I have some multivariate time series data for each location. My objective is to build predictive model for each multivariate time series.
The ACF and PACF plots(50 lags) of both the original and differenced(d = 1) of the response variable for one location is given below:
Question 1: Is the response time series data(level) stationary? Augmented Dickey–Fuller (ADF) and KPSS tests suggest the time series is stationary. However, splitting the time series in two halves and calculating means and variances, give non-constant means and variances at two different time points. For example, see code below for calculating mean and variance values at two different time points:
X = df.values
split = int(len(X) / 2)
X1, X2 = X[0:split], X[split:]
mean1, mean2 = X1.mean(), X2.mean()
var1, var2 = X1.var(), X2.var()
print('mean1=%f, mean2=%f' % (mean1, mean2))
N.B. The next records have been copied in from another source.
#[cfg(test)]
mod tests {
    use super::*;
    use crate::catalog::{Catalog, Location};
    use crate::config::Config;
    use crate::round::RoundStatus;
    use axum::body::Body;
    use axum::http::Request;
    use http_body_util::BodyExt;
    use serde_json::{json, Value};
    use tower::ServiceExt;

    fn test_catalog() -> Catalog {
        Catalog::new(vec![
            Location::new("Japan", 36.2048, 138.2529),
            Location::new("France", 46.2276, 2.2137),
            Location::new("Chile", -35.6751, -71.543),
            Location::new("Kenya", -0.0236, 37.9062),
            Location::new("Canada", 56.1304, -106.3468),
            Location::new("India", 20.5937, 78.9629),
            Location::new("Spain", 40.4637, -3.7492),
            Location::new("Peru", -9.19, -75.0152),
            Location::new("Norway", 60.472, 8.4689),
        ])
        .unwrap()
    }

    fn create_test_state(practice: bool) -> Arc<AppState> {
        let mut config = Config::default();
        config.game.practice = practice;
        Arc::new(AppState::new(config, test_catalog()))
    }

    async fn send(app: &Router, method: &str, uri: &str, body: Option<Value>) -> (StatusCode, Value) {
        let builder = Request::builder().method(method).uri(uri);
        let request = match body {
            Some(body) => builder
                .header("Content-Type", "application/json")
                .body(Body::from(body.to_string()))
                .unwrap(),
            None => builder.body(Body::empty()).unwrap(),
        };

        let response = app.clone().oneshot(request).await.unwrap();
        let status = response.status();
        let bytes = response.into_body().collect().await.unwrap().to_bytes();
        let value = serde_json::from_slice(&bytes).unwrap_or(Value::Null);
        (status, value)
    }

    async fn create_game(app: &Router, mode: &str) -> (StatusCode, Value) {
        send(app, "POST", "/api/games", Some(json!({ "mode": mode }))).await
    }

    async fn secret_of(state: &AppState, id: &str) -> String {
        let id: Uuid = id.parse().unwrap();
        let game = state.game(&id).await.unwrap();
        let game = game.lock().await;
        game.secret().name.clone()
    }

    fn wrong_names(secret: &str) -> Vec<&'static str> {
        ["Japan", "France", "Chile", "Kenya", "Canada", "India", "Spain", "Peru", "Norway"]
            .into_iter()
            .filter(|n| *n != secret)
            .collect()
    }

    #[tokio::test]
    async fn test_status_endpoint() {
        let state = create_test_state(false);
        let app = create_router(state);

        let (status, body) = send(&app, "GET", "/api/status", None).await;
        assert_eq!(status, StatusCode::OK);

        let status: StatusResponse = serde_json::from_value(body).unwrap();
        assert!(status.running);
        assert_eq!(status.locations, 9);
        assert_eq!(status.games, 0);
        assert_eq!(status.day_key, day_key(status.date));
        assert!(!status.practice);
    }

    #[tokio::test]
    async fn test_countries_endpoint() {
        let app = create_router(create_test_state(false));

        let (status, body) = send(&app, "GET", "/api/countries", None).await;
        assert_eq!(status, StatusCode::OK);
        let all: CountriesResponse = serde_json::from_value(body).unwrap();
        assert_eq!(all.countries.len(), 9);

        let (_, body) = send(&app, "GET", "/api/countries?q=an", None).await;
        let found: CountriesResponse = serde_json::from_value(body).unwrap();
        assert_eq!(found.countries, vec!["Japan", "France", "Canada"]);

        let (_, body) = send(&app, "GET", "/api/countries?q=an&limit=1", None).await;
        let found: CountriesResponse = serde_json::from_value(body).unwrap();
        assert_eq!(found.countries.len(), 1);
    }

    #[tokio::test]
    async fn test_create_daily_game() {
        let state = create_test_state(false);
        let app = create_router(state.clone());

        let (status, body) = create_game(&app, "daily").await;
        assert_eq!(status, StatusCode::OK);

        let game: GameResponse = serde_json::from_value(body).unwrap();
        assert_eq!(game.game.mode, GameMode::Daily);
        assert_eq!(game.game.status, RoundStatus::InProgress);
        assert_eq!(game.game.attempts, 0);
        assert_eq!(game.game.remaining, 6);
        assert_eq!(game.game.zoom, 8);
        assert!(game.game.answer.is_none());
        assert_eq!(state.game_count().await, 1);
    }

    #[tokio::test]
    async fn test_create_game_default_mode() {
        let app = create_router(create_test_state(false));
        let (status, body) = send(&app, "POST", "/api/games", Some(json!({}))).await;
        assert_eq!(status, StatusCode::OK);
        assert_eq!(body["mode"], "daily");
    }

    #[tokio::test]
    async fn test_guess_then_win() {
        let state = create_test_state(false);
        let app = create_router(state.clone());

        let (_, body) = create_game(&app, "daily").await;
        let id = body["id"].as_str().unwrap().to_string();
        let secret = secret_of(&state, &id).await;
        let wrong = wrong_names(&secret)[0];

        let uri = format!("/api/games/{}/guesses", id);
        let (status, body) = send(&app, "POST", &uri, Some(json!({ "name": wrong }))).await;
        assert_eq!(status, StatusCode::OK);
        assert_eq!(body["attempts"], 1);
        assert_eq!(body["zoom"], 7);
        assert_eq!(body["guesses"][0]["is_correct"], false);
        assert!(body.get("answer").is_none());

        let (status, body) = send(&app, "POST", &uri, Some(json!({ "name": secret.to_lowercase() }))).await;
        assert_eq!(status, StatusCode::OK);
        assert_eq!(body["status"], "won");
        assert_eq!(body["guesses"][1]["is_correct"], true);
        assert_eq!(body["guesses"][1]["distance_km"], 0);
        assert_eq!(body["answer"], secret.as_str());

        let (status, body) = send(&app, "POST", &uri, Some(json!({ "name": wrong_names(&secret)[1] }))).await;
        assert_eq!(status, StatusCode::CONFLICT);
        assert_eq!(body["code"], "ROUND_ALREADY_OVER");
    }

    #[tokio::test]
    async fn test_six_misses_lose() {
        let state = create_test_state(false);
        let app = create_router(state.clone());

        let (_, body) = create_game(&app, "daily").await;
        let id = body["id"].as_str().unwrap().to_string();
        let secret = secret_of(&state, &id).await;
        let uri = format!("/api/games/{}/guesses", id);

        let wrong = wrong_names(&secret);
        let mut last = Value::Null;
        for name in &wrong[..6] {
            let (status, body) = send(&app, "POST", &uri, Some(json!({ "name": name }))).await;
            assert_eq!(status, StatusCode::OK);
            last = body;
        }

        assert_eq!(last["status"], "lost");
        assert_eq!(last["remaining"], 0);
        assert_eq!(last["zoom"], 2);
        assert_eq!(last["answer"], secret.as_str());

        let (status, body) = send(&app, "POST", &uri, Some(json!({ "name": wrong[6] }))).await;
        assert_eq!(status, StatusCode::CONFLICT);
        assert_eq!(body["code"], "ROUND_ALREADY_OVER");
    }

    #[tokio::test]
    async fn test_duplicate_and_unknown_guesses() {
        let state = create_test_state(false);
        let app = create_router(state.clone());

        let (_, body) = create_game(&app, "daily").await;
        let id = body["id"].as_str().unwrap().to_string();
        let secret = secret_of(&state, &id).await;
        let wrong = wrong_names(&secret)[0];
        let uri = format!("/api/games/{}/guesses", id);

        send(&app, "POST", &uri, Some(json!({ "name": wrong }))).await;

        let (status, body) = send(&app, "POST", &uri, Some(json!({ "name": wrong.to_uppercase() }))).await;
        assert_eq!(status, StatusCode::CONFLICT);
        assert_eq!(body["code"], "DUPLICATE_GUESS");

        let (status, body) = send(&app, "POST", &uri, Some(json!({ "name": "Atlantis" }))).await;
        assert_eq!(status, StatusCode::NOT_FOUND);
        assert_eq!(body["code"], "UNKNOWN_LOCATION");

        let (_, body) = send(&app, "GET", &format!("/api/games/{}", id), None).await;
        assert_eq!(body["attempts"], 1);
    }

    #[tokio::test]
    async fn test_unknown_game() {
        let app = create_router(create_test_state(false));
        let uri = format!("/api/games/{}", Uuid::new_v4());

        let (status, body) = send(&app, "GET", &uri, None).await;
        assert_eq!(status, StatusCode::NOT_FOUND);
        assert_eq!(body["code"], "NOT_FOUND");
    }

    #[tokio::test]
    async fn test_practice_disabled() {
        let app = create_router(create_test_state(false));
        let (status, body) = create_game(&app, "practice").await;
        assert_eq!(status, StatusCode::FORBIDDEN);
        assert_eq!(body["code"], "PRACTICE_DISABLED");
    }

    #[tokio::test]
    async fn test_practice_reset() {
        let state = create_test_state(true);
        let app = create_router(state.clone());

        let (status, body) = create_game(&app, "practice").await;
        assert_eq!(status, StatusCode::OK);
        assert_eq!(body["mode"], "practice");
        let id = body["id"].as_str().unwrap().to_string();

        let secret = secret_of(&state, &id).await;
        let uri = format!("/api/games/{}/guesses", id);
        send(&app, "POST", &uri, Some(json!({ "name": secret }))).await;

        let (status, body) = send(&app, "POST", &format!("/api/games/{}/reset", id), None).await;
        assert_eq!(status, StatusCode::OK);
        assert_eq!(body["status"], "in_progress");
        assert_eq!(body["attempts"], 0);
    }

    #[tokio::test]
    async fn test_daily_reset_forbidden() {
        let app = create_router(create_test_state(true));

        let (_, body) = create_game(&app, "daily").await;
        let id = body["id"].as_str().unwrap();

        let (status, body) = send(&app, "POST", &format!("/api/games/{}/reset", id), None).await;
        assert_eq!(status, StatusCode::FORBIDDEN);
        assert_eq!(body["code"], "RESET_NOT_ALLOWED");
    }

    #[tokio::test]
    async fn test_concurrent_guesses_respect_cap() {
        let state = create_test_state(false);
        let app = create_router(state.clone());

        let (_, body) = create_game(&app, "daily").await;
        let id = body["id"].as_str().unwrap().to_string();
        let secret = secret_of(&state, &id).await;
        let uri = format!("/api/games/{}/guesses", id);

        let handles: Vec<_> = wrong_names(&secret)
            .into_iter()
            .map(|name| {
                let app = app.clone();
                let uri = uri.clone();
                tokio::spawn(async move {
                    send(&app, "POST", &uri, Some(json!({ "name": name }))).await.0
                })
            })
            .collect();

        let mut accepted = 0;
        for handle in handles {
            if handle.await.unwrap() == StatusCode::OK {
                accepted += 1;
            }
        }

        assert_eq!(accepted, 6);
        let (_, body) = send(&app, "GET", &format!("/api/games/{}", id), None).await;
        assert_eq!(body["attempts"], 6);
        assert_eq!(body["status"], "lost");
    }

    #[tokio::test]
    async fn test_many_creates_stay_under_cap() {
        use crate::constants::game::MAX_LIVE_GAMES;

        let state = create_test_state(false);
        let app = create_router(state.clone());

        for _ in 0..MAX_LIVE_GAMES + 100 {
            let (status, _) = send(&app, "POST", "/api/games", Some(json!({}))).await;
            assert_eq!(status, StatusCode::OK);
        }

        assert!(state.game_count().await <= MAX_LIVE_GAMES);
    }
}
print('variance1=%f, variance2=%f' % (var1, var2))
Results: mean1=236.297719, mean2=161.075122 variance1=1127026.727438, variance2=352837.058991
Thus, I took a first-order difference of the series as shown below:
Question 2: Is the differenced series over-differenced(d = 1)? Question 3: How many significant lags are recommended for modeling assuming the series isn't over-differenced?
I will appreciate your response to the foregoing questions.